Argentina
El artículo profundiza en el análisis de los fundamentos y argumentos presentes en normativas y políticas educativas que promueven la creación de espacios de participación estudiantil, especialmente en el nivel primario, desde la última restitución democrática en 1983 hasta el presente en la Ciudad Autónoma de Buenos Aires. La investigación retoma al enfoque histórico-etnográfico en educación y recupera para el análisis fuentes documentales diversas: tanto leyes, normativas y decretos estatales como escritos de puño y letra confeccionados por docentes implicados/as en experiencias participativas. El escrito recorre históricamente el interrogante sobre cómo las experiencias participativas pasaron de ser consideradas peligrosas a posibles y deseables, ahondando fundamentalmente en los motivos de dicha aceptación, que se hipotetiza es consecuencia de su progresiva despolitización.
O artigo aprofunda a análise dos fundamentos e argumentos presentes em normativas e políticas educacionais que promovem a criação de espaços de participação estudantil, especialmente no nível primário, desde a última restituição democrática em 1983 até o presente na Cidade Autônoma de Buenos Aires.

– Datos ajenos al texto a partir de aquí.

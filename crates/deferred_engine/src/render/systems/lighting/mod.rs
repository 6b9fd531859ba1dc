//! Lighting system
//!
//! Local and directional lights, cascaded shadow fitting and the per-frame
//! light visibility classification.

pub mod cascade;
pub mod light;
pub mod manager;

pub use cascade::{snap_to_texel_grid, Cascade, CascadeEngine};
pub use light::{cone_bound, DirectionalLight, LightDesc, LightType, LocalLight};
pub use manager::{classify_light, LightClass, LightKey, LightVisibility, LightingManager};
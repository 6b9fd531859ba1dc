//! Post-processing chain
//!
//! Effects run as fullscreen passes in a fixed order, each toggled by
//! settings: screen-space reflections, god rays, temporal anti-aliasing,
//! chromatic aberration, vignette. Every effect reads the previous result and
//! writes the next one, ping-ponging between two HDR targets. TAA writes into
//! one of two history textures and reads the other, swapping every frame it
//! runs.

use crate::config::PostProcessSettings;
use crate::render::api::{
    CommandRecorder, ConstantSlot, GpuAddress, PassBeginInfo, PipelineKind, TextureHandle,
    TextureProvider, Viewport,
};
use crate::render::error::RenderResult;
use crate::render::resources::{
    GBuffer, GBufferTarget, ResourceState, TextureDesc, TextureFormat, TrackedTexture,
};

const PING_NAMES: [&str; 2] = ["post.ping", "post.pong"];
const HISTORY_NAMES: [&str; 2] = ["taa.history0", "taa.history1"];

/// Where the current image lives while the chain runs
#[derive(Debug, Clone, Copy, PartialEq, Eq)]
enum Source {
    /// The lighting pass output
    Input,
    /// Ping-pong target by index
    Ping(usize),
    /// TAA history by index
    History(usize),
}

/// Ordered post effects and their intermediate targets
#[derive(Debug)]
pub struct PostProcessChain {
    ping: [TrackedTexture; 2],
    history: [TrackedTexture; 2],
    history_index: usize,
    history_valid: bool,
    width: u32,
    height: u32,
}

impl PostProcessChain {
    /// Create the intermediate targets at `width` x `height`
    pub fn new(textures: &mut dyn TextureProvider, width: u32, height: u32) -> Self {
        let mut create = |name: &'static str| {
            let handle = textures.create_texture(
                name,
                TextureDesc::new_2d(TextureFormat::Rgba16Float, width, height),
            );
            TrackedTexture::new(name, handle, ResourceState::Undefined)
        };
        Self {
            ping: [create(PING_NAMES[0]), create(PING_NAMES[1])],
            history: [create(HISTORY_NAMES[0]), create(HISTORY_NAMES[1])],
            history_index: 0,
            history_valid: false,
            width,
            height,
        }
    }

    /// Recreate every target; TAA history restarts
    pub fn resize(&mut self, textures: &mut dyn TextureProvider, width: u32, height: u32) {
        if width == self.width && height == self.height {
            return;
        }
        for (names, targets) in [(PING_NAMES, &mut self.ping), (HISTORY_NAMES, &mut self.history)] {
            for (name, target) in names.iter().zip(targets.iter_mut()) {
                target.replace(textures.create_texture(
                    name,
                    TextureDesc::new_2d(TextureFormat::Rgba16Float, width, height),
                ));
            }
        }
        self.history_valid = false;
        self.width = width;
        self.height = height;
    }

    /// Index of the history texture TAA writes next
    pub fn history_index(&self) -> usize {
        self.history_index
    }

    /// Whether TAA has a previous frame to blend with
    pub fn has_history(&self) -> bool {
        self.history_valid
    }

    /// Run every enabled effect over `input`
    ///
    /// Returns the texture holding the final image, left readable. With every
    /// effect disabled that is `input` itself.
    pub fn record(
        &mut self,
        recorder: &mut dyn CommandRecorder,
        input: &mut TrackedTexture,
        gbuffer: &GBuffer,
        settings: &PostProcessSettings,
        pass_constants: GpuAddress,
    ) -> RenderResult<TextureHandle> {
        let effects = [
            (settings.ssr, PipelineKind::ScreenSpaceReflections, "ssr"),
            (settings.god_rays, PipelineKind::GodRays, "god_rays"),
            (settings.taa, PipelineKind::TemporalAntiAliasing, "taa"),
            (
                settings.chromatic_aberration,
                PipelineKind::ChromaticAberration,
                "chromatic_aberration",
            ),
            (settings.vignette, PipelineKind::Vignette, "vignette"),
        ];

        let mut source = Source::Input;
        let mut next_ping = 0;
        for (enabled, pipeline, label) in effects {
            if !enabled {
                continue;
            }
            let destination = if pipeline == PipelineKind::TemporalAntiAliasing {
                Source::History(self.history_index)
            } else {
                let index = next_ping;
                next_ping = 1 - next_ping;
                Source::Ping(index)
            };

            let source_handle = {
                let texture = self.texture_mut(source, input);
                texture.transition(recorder, ResourceState::ShaderResource)?;
                texture.handle()
            };
            let destination_handle = {
                let texture = self.texture_mut(destination, input);
                texture.transition(recorder, ResourceState::RenderTarget)?;
                texture.handle()
            };
            let previous_history = if pipeline == PipelineKind::TemporalAntiAliasing {
                let previous = &mut self.history[1 - self.history_index];
                previous.transition(recorder, ResourceState::ShaderResource)?;
                Some(previous.handle())
            } else {
                None
            };

            recorder.begin_pass(&PassBeginInfo {
                label,
                color_targets: vec![destination_handle],
                depth: None,
                clear: false,
                width: self.width,
                height: self.height,
            })?;
            recorder.set_viewport(Viewport::full(self.width, self.height))?;
            recorder.bind_pipeline(pipeline)?;
            recorder.bind_constants(ConstantSlot::Pass, pass_constants)?;
            recorder.bind_texture(0, source_handle)?;
            match pipeline {
                PipelineKind::ScreenSpaceReflections => {
                    recorder.bind_texture(1, gbuffer.target(GBufferTarget::Normals).handle())?;
                    recorder.bind_texture(
                        2,
                        gbuffer.target(GBufferTarget::OcclusionRoughnessMetallic).handle(),
                    )?;
                    recorder.bind_texture(3, gbuffer.depth().handle())?;
                }
                PipelineKind::GodRays => {
                    recorder.bind_texture(1, gbuffer.depth().handle())?;
                }
                PipelineKind::TemporalAntiAliasing => {
                    // First frame after a reset blends with the current image
                    let history = match (self.history_valid, previous_history) {
                        (true, Some(previous)) => previous,
                        _ => source_handle,
                    };
                    recorder.bind_texture(1, history)?;
                    recorder.bind_texture(
                        2,
                        gbuffer.target(GBufferTarget::MotionVectors).handle(),
                    )?;
                    recorder.bind_texture(3, gbuffer.depth().handle())?;
                }
                _ => {}
            }
            recorder.draw_fullscreen()?;
            recorder.end_pass()?;

            if pipeline == PipelineKind::TemporalAntiAliasing {
                self.history_index = 1 - self.history_index;
                self.history_valid = true;
            }
            source = destination;
        }

        let output = self.texture_mut(source, input);
        output.transition(recorder, ResourceState::ShaderResource)?;
        Ok(output.handle())
    }

    fn texture_mut<'a>(
        &'a mut self,
        source: Source,
        input: &'a mut TrackedTexture,
    ) -> &'a mut TrackedTexture {
        match source {
            Source::Input => input,
            Source::Ping(index) => &mut self.ping[index],
            Source::History(index) => &mut self.history[index],
        }
    }
}

#[cfg(test)]
mod tests {
    use super::*;
    use crate::render::api::{RecordingCommandList, ResourceRegistry};

    fn setup() -> (ResourceRegistry, GBuffer, PostProcessChain, TrackedTexture) {
        let mut registry = ResourceRegistry::new();
        let gbuffer = GBuffer::new(&mut registry, 32, 32);
        let chain = PostProcessChain::new(&mut registry, 32, 32);
        let input = TrackedTexture::new("hdr", TextureHandle(999), ResourceState::RenderTarget);
        (registry, gbuffer, chain, input)
    }

    fn all_off() -> PostProcessSettings {
        PostProcessSettings {
            ssr: false,
            god_rays: false,
            chromatic_aberration: false,
            vignette: false,
            taa: false,
        }
    }

    #[test]
    fn test_disabled_chain_passes_input_through() {
        let (_, gbuffer, mut chain, mut input) = setup();
        let mut recorder = RecordingCommandList::new();
        let output = chain
            .record(&mut recorder, &mut input, &gbuffer, &all_off(), GpuAddress(0))
            .unwrap();

        assert_eq!(output, TextureHandle(999));
        assert!(recorder.pass_labels().is_empty());
        assert_eq!(input.state(), ResourceState::ShaderResource);
    }

    #[test]
    fn test_effects_run_in_order_and_ping_pong() {
        let (registry, gbuffer, mut chain, mut input) = setup();
        let settings = PostProcessSettings {
            ssr: true,
            god_rays: true,
            chromatic_aberration: false,
            vignette: true,
            taa: false,
        };
        let mut recorder = RecordingCommandList::new();
        let output = chain
            .record(&mut recorder, &mut input, &gbuffer, &settings, GpuAddress(0))
            .unwrap();

        assert_eq!(recorder.pass_labels(), vec!["ssr", "god_rays", "vignette"]);
        // ping, pong, ping
        assert_eq!(Some(output), registry.texture("post.ping"));
        assert_eq!(recorder.draw_count(), 3);
    }

    #[test]
    fn test_taa_history_swaps_every_frame() {
        let (registry, gbuffer, mut chain, mut input) = setup();
        let settings = PostProcessSettings {
            taa: true,
            ..all_off()
        };
        assert!(!chain.has_history());

        let mut recorder = RecordingCommandList::new();
        let first = chain
            .record(&mut recorder, &mut input, &gbuffer, &settings, GpuAddress(0))
            .unwrap();
        assert_eq!(Some(first), registry.texture("taa.history0"));
        assert!(chain.has_history());

        input.transition(&mut recorder, ResourceState::RenderTarget).unwrap();
        let second = chain
            .record(&mut recorder, &mut input, &gbuffer, &settings, GpuAddress(0))
            .unwrap();
        assert_eq!(Some(second), registry.texture("taa.history1"));
        assert_eq!(chain.history_index(), 0);
    }
}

A pesquisa retoma a abordagem histórico-etnográfica em educação e recupera para a análise diversas fontes documentais: incluindo leis, normativas e decretos estatais, bem como documentos manuscritos elaborados por docentes envolvidos(as) em experiências participativas. O texto explora historicamente a questão de como as experiências participativas deixaram de ser consideradas perigosas para se tornarem possíveis e desejáveis, aprofundando-se fundamentalmente nos motivos dessa aceitação, que se hipotetiza ser consequência de sua progressiva despolitização.
The article delves into the analysis of the foundations and arguments present in educational regulations and policies that promote the creation of spaces for student participation, especially at the primary level, from the last democratic restoration in 1983 to the present in the Autonomous City of Buenos Aires. The research adopts a historical-ethnographic approach in education and includes a variety of documentary sources in its analysis, including laws, regulations, and state decrees, as well as handwritten documents produced by teachers involved in participatory experiences. The paper examines the historical question of how participatory experiences shifted from being considered dangerous to becoming possible and desirable, fundamentally exploring the reasons behind this acceptance, hypothesizing it as a consequence of their progressive depoliticization.